Material for the task section start

#[async_trait]
impl ReportRepository for MemoryStore {
    async fn sales_totals(&self, window: &ReportWindow) -> StoreResult<SalesTotals> {
        let state = self.state.read().await;
        let mut totals = SalesTotals {
            order_count: 0,
            delivered_count: 0,
            cancelled_count: 0,
            gross_revenue: Decimal::ZERO,
        };

        for order in state.orders_in(window) {
            totals.order_count += 1;
            match order.status {
                OrderStatus::Delivered => {
                    totals.delivered_count += 1;
                    totals.gross_revenue += order.total.unwrap_or(Decimal::ZERO);
                }
                OrderStatus::Cancelled => totals.cancelled_count += 1,
                _ => {}
            }
        }
        Ok(totals)
    }

    async fn orders_by_status(&self, window: &ReportWindow) -> StoreResult<Vec<StatusCount>> {
        let state = self.state.read().await;
        let mut counts: HashMap<OrderStatus, i64> = HashMap::new();
        for order in state.orders_in(window) {
            *counts.entry(order.status).or_default() += 1;
        }

        Ok(OrderStatus::ALL
            .into_iter()
            .filter_map(|status| {
                counts
                    .get(&status)
                    .map(|&count| StatusCount { status, count })
            })
            .collect())
    }

    async fn top_products(&self, window: &ReportWindow, limit: u32) -> StoreResult<Vec<ProductSales>> {
        let state = self.state.read().await;
        let mut sales: HashMap<Uuid, ProductSales> = HashMap::new();

        let sold = state
            .orders_in(window)
            .filter(|o| !matches!(o.status, OrderStatus::Pending | OrderStatus::Cancelled));
        for order in sold {
            for item in &order.items {
                let entry = sales.entry(item.product_id).or_insert_with(|| ProductSales {
                    product_id: item.product_id,
                    product_name: item.product_name.clone(),
                    quantity: 0,
                    revenue: Decimal::ZERO,
                });
                entry.quantity += i64::from(item.quantity);
                entry.revenue += item.subtotal;
            }
        }

        let mut ranked: Vec<ProductSales> = sales.into_values().collect();
        ranked.sort_by(|a, b| {
            b.quantity
                .cmp(&a.quantity)
                .then(b.revenue.cmp(&a.revenue))
                .then(a.product_id.cmp(&b.product_id))
        });
        ranked.truncate(limit as usize);
        Ok(ranked)
    }
}

#[async_trait]
impl StoreProbe for MemoryStore {
    async fn ping(&self) -> StoreResult<()> {
        Ok(())
    }
}

#[cfg(test)]
mod tests {
    use super::*;
    use crate::domain::aggregate::Aggregate;
    use crate::domain::customer::Address;
    use crate::domain::order::{LineItem, NewOrder, OrderCommand, PaymentMethod};
    use crate::domain::user::Role;
    use chrono::{Duration, Utc};

    fn address() -> Address {
        Address {
            street: "Av. Paulista 1000".to_string(),
            city: "Sao Paulo".to_string(),
            state: "SP".to_string(),
            postal_code: "01310-100".to_string(),
            country: "BR".to_string(),
        }
    }

    fn order_for(restaurant_id: Uuid) -> OrderAggregate {
        OrderAggregate::new(NewOrder {
            customer_id: Uuid::new_v4(),
            restaurant_id,
            delivery_address: address(),
            delivery_fee: None,
            payment_method: PaymentMethod::Pix,
            notes: None,
        })
    }

    fn whole_day() -> ReportWindow {
        ReportWindow {
            restaurant_ids: None,
            from: Utc::now() - Duration::days(1),
            to: Utc::now() + Duration::days(1),
        }
    }

    #[tokio::test]
    async fn test_duplicate_email_is_rejected() {
        let store = MemoryStore::new();
        let email = Email::parse("Joao@Example.com").unwrap();
        let user = UserAccount::new(email.clone(), "hash".to_string(), Role::Customer);
        store.insert_user(&user).await.unwrap();

        let again = UserAccount::new(Email::parse("joao@example.com").unwrap(), "h".to_string(), Role::Admin);
        let result = store.insert_user(&again).await;
        assert!(matches!(result, Err(StoreError::Duplicate(_))));
        assert_eq!(store.find_user_by_email(&email).await.unwrap().unwrap().id, user.id);
    }

    #[tokio::test]
    async fn test_stale_order_save_is_a_version_conflict() {
        let store = MemoryStore::new();
        let mut order = order_for(Uuid::new_v4());
        order.version = store.save_order(&order).await.unwrap();
        assert_eq!(order.version, 1);

        let mut first = store.find_order(order.id).await.unwrap().unwrap();
        let mut second = first.clone();

        first
            .execute(&OrderCommand::AddItem(LineItem::priced(
                Uuid::new_v4(),
                "Coxinha",
                Decimal::new(800, 2),
                1,
                vec![],
            ).unwrap()))
            .unwrap();
        assert_eq!(store.save_order(&first).await.unwrap(), 2);

        second.execute(&OrderCommand::Cancel { reason: None }).unwrap();
        let result = store.save_order(&second).await;
        assert!(matches!(result, Err(StoreError::VersionConflict { .. })));

        let stored = store.find_order(order.id).await.unwrap().unwrap();
        assert_eq!(stored.status, OrderStatus::Pending);
        assert_eq!(stored.items.len(), 1);
    }

    #[tokio::test]
    async fn test_report_counts_and_revenue() {
        let store = MemoryStore::new();
        let restaurant_id = Uuid::new_v4();

        let mut delivered = order_for(restaurant_id);
        delivered
            .execute(&OrderCommand::AddItem(LineItem::priced(
                Uuid::new_v4(),
                "Pizza",
                Decimal::new(4500, 2),
                2,
                vec![],
            ).unwrap()))
            .unwrap();
        for status in [
            OrderStatus::Confirmed,
            OrderStatus::Preparing,
            OrderStatus::OutForDelivery,
            OrderStatus::Delivered,
        ] {
            delivered.execute(&OrderCommand::ChangeStatus(status)).unwrap();
        }
        store.save_order(&delivered).await.unwrap();

        let mut cancelled = order_for(restaurant_id);
        cancelled.execute(&OrderCommand::Cancel { reason: None }).unwrap();
        store.save_order(&cancelled).await.unwrap();

        store.save_order(&order_for(restaurant_id)).await.unwrap();

        let totals = store.sales_totals(&whole_day()).await.unwrap();
        assert_eq!(totals.order_count, 3);
        assert_eq!(totals.delivered_count, 1);
        assert_eq!(totals.cancelled_count, 1);
        assert_eq!(totals.gross_revenue, Decimal::new(9000, 2));

        let top = store.top_products(&whole_day(), 5).await.unwrap();
        assert_eq!(top.len(), 1);
        assert_eq!(top[0].product_name, "Pizza");
        assert_eq!(top[0].quantity, 2);

        let other = ReportWindow {
            restaurant_ids: Some(vec![Uuid::new_v4()]),
            ..whole_day()
        };
        assert_eq!(store.sales_totals(&other).await.unwrap().order_count, 0);
    }
}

Material for the task section end

Requirement ->
Give back every record exactly.

The completed task ->
#[async_trait]
impl ReportRepository for MemoryStore {
    async fn sales_totals(&self, window: &ReportWindow) -> StoreResult<SalesTotals> {
        let state = self.state.read().await;
        let mut totals = SalesTotals {
            order_count: 0,
            delivered_count: 0,
            cancelled_count: 0,
            gross_revenue: Decimal::ZERO,
        };

        for order in state.orders_in(window) {
            totals.order_count += 1;
            match order.status {
                OrderStatus::Delivered => {
                    totals.delivered_count += 1;
                    totals.gross_revenue += order.total.unwrap_or(Decimal::ZERO);
                }
                OrderStatus::Cancelled => totals.cancelled_count += 1,
                _ => {}
            }
        }
        Ok(totals)
    }

    async fn orders_by_status(&self, window: &ReportWindow) -> StoreResult<Vec<StatusCount>> {
        let state = self.state.read().await;
        let mut counts: HashMap<OrderStatus, i64> = HashMap::new();
        for order in state.orders_in(window) {
            *counts.entry(order.status).or_default() += 1;
        }

        Ok(OrderStatus::ALL
            .into_iter()
            .filter_map(|status| {
                counts
                    .get(&status)
                    .map(|&count| StatusCount { status, count })
            })
            .collect())
    }

    async fn top_products(&self, window: &ReportWindow, limit: u32) -> StoreResult<Vec<ProductSales>> {
        let state = self.state.read().await;
        let mut sales: HashMap<Uuid, ProductSales> = HashMap::new();

        let sold = state
            .orders_in(window)
            .filter(|o| !matches!(o.status, OrderStatus::Pending | OrderStatus::Cancelled));
        for order in sold {
            for item in &order.items {
                let entry = sales.entry(item.product_id).or_insert_with(|| ProductSales {
                    product_id: item.product_id,
                    product_name: item.product_name.clone(),
                    quantity: 0,
                    revenue: Decimal::ZERO,
                });
                entry.quantity += i64::from(item.quantity);
                entry.revenue += item.subtotal;
            }
        }

        let mut ranked: Vec<ProductSales> = sales.into_values().collect();
        ranked.sort_by(|a, b| {
            b.quantity
                .cmp(&a.quantity)
                .then(b.revenue.cmp(&a.revenue))
                .then(a.product_id.cmp(&b.product_id))
        });
        ranked.truncate(limit as usize);
        Ok(ranked)
    }
}

#[async_trait]
impl StoreProbe for MemoryStore {
    async fn ping(&self) -> StoreResult<()> {
        Ok(())
    }
}

#[cfg(test)]
mod tests {
    use super::*;
    use crate::domain::aggregate::Aggregate;
    use crate::domain::customer::Address;
    use crate::domain::order::{LineItem, NewOrder, OrderCommand, PaymentMethod};
    use crate::domain::user::Role;
    use chrono::{Duration, Utc};

    fn address() -> Address {
        Address {
            street: "Av. Paulista 1000".to_string(),
            city: "Sao Paulo".to_string(),
            state: "SP".to_string(),
            postal_code: "01310-100".to_string(),
            country: "BR".to_string(),
        }
    }

    fn order_for(restaurant_id: Uuid) -> OrderAggregate {
        OrderAggregate::new(NewOrder {
            customer_id: Uuid::new_v4(),
            restaurant_id,
            delivery_address: address(),
            delivery_fee: None,
            payment_method: PaymentMethod::Pix,
            notes: None,
        })
    }

    fn whole_day() -> ReportWindow {
        ReportWindow {
            restaurant_ids: None,
            from: Utc::now() - Duration::days(1),
            to: Utc::now() + Duration::days(1),
        }
    }

    #[tokio::test]
    async fn test_duplicate_email_is_rejected() {
        let store = MemoryStore::new();
        let email = Email::parse("Joao@Example.com").unwrap();
        let user = UserAccount::new(email.clone(), "hash".to_string(), Role::Customer);
        store.insert_user(&user).await.unwrap();

        let again = UserAccount::new(Email::parse("joao@example.com").unwrap(), "h".to_string(), Role::Admin);
        let result = store.insert_user(&again).await;
        assert!(matches!(result, Err(StoreError::Duplicate(_))));
        assert_eq!(store.find_user_by_email(&email).await.unwrap().unwrap().id, user.id);
    }

    #[tokio::test]
    async fn test_stale_order_save_is_a_version_conflict() {
        let store = MemoryStore::new();
        let mut order = order_for(Uuid::new_v4());
        order.version = store.save_order(&order).await.unwrap();
        assert_eq!(order.version, 1);

        let mut first = store.find_order(order.id).await.unwrap().unwrap();
        let mut second = first.clone();

        first
            .execute(&OrderCommand::AddItem(LineItem::priced(
                Uuid::new_v4(),
                "Coxinha",
                Decimal::new(800, 2),
                1,
                vec![],
            ).unwrap()))
            .unwrap();
        assert_eq!(store.save_order(&first).await.unwrap(), 2);

        second.execute(&OrderCommand::Cancel { reason: None }).unwrap();
        let result = store.save_order(&second).await;
        assert!(matches!(result, Err(StoreError::VersionConflict { .. })));

        let stored = store.find_order(order.id).await.unwrap().unwrap();
        assert_eq!(stored.status, OrderStatus::Pending);
        assert_eq!(stored.items.len(), 1);
    }

    #[tokio::test]
    async fn test_report_counts_and_revenue() {
        let store = MemoryStore::new();
        let restaurant_id = Uuid::new_v4();

        let mut delivered = order_for(restaurant_id);
        delivered
            .execute(&OrderCommand::AddItem(LineItem::priced(
                Uuid::new_v4(),
                "Pizza",
                Decimal::new(4500, 2),
                2,
                vec![],
            ).unwrap()))
            .unwrap();
        for status in [
            OrderStatus::Confirmed,
            OrderStatus::Preparing,
            OrderStatus::OutForDelivery,
            OrderStatus::Delivered,
        ] {
            delivered.execute(&OrderCommand::ChangeStatus(status)).unwrap();
        }
        store.save_order(&delivered).await.unwrap();

        let mut cancelled = order_for(restaurant_id);
        cancelled.execute(&OrderCommand::Cancel { reason: None }).unwrap();
        store.save_order(&cancelled).await.unwrap();

        store.save_order(&order_for(restaurant_id)).await.unwrap();

        let totals = store.sales_totals(&whole_day()).await.unwrap();
        assert_eq!(totals.order_count, 3);
        assert_eq!(totals.delivered_count, 1);
        assert_eq!(totals.cancelled_count, 1);
        assert_eq!(totals.gross_revenue, Decimal::new(9000, 2));

        let top = store.top_products(&whole_day(), 5).await.unwrap();
        assert_eq!(top.len(), 1);
        assert_eq!(top[0].product_name, "Pizza");
        assert_eq!(top[0].quantity, 2);

        let other = ReportWindow {
            restaurant_ids: Some(vec![Uuid::new_v4()]),
            ..whole_day()
        };
        assert_eq!(store.sales_totals(&other).await.unwrap().order_count, 0);
    }
}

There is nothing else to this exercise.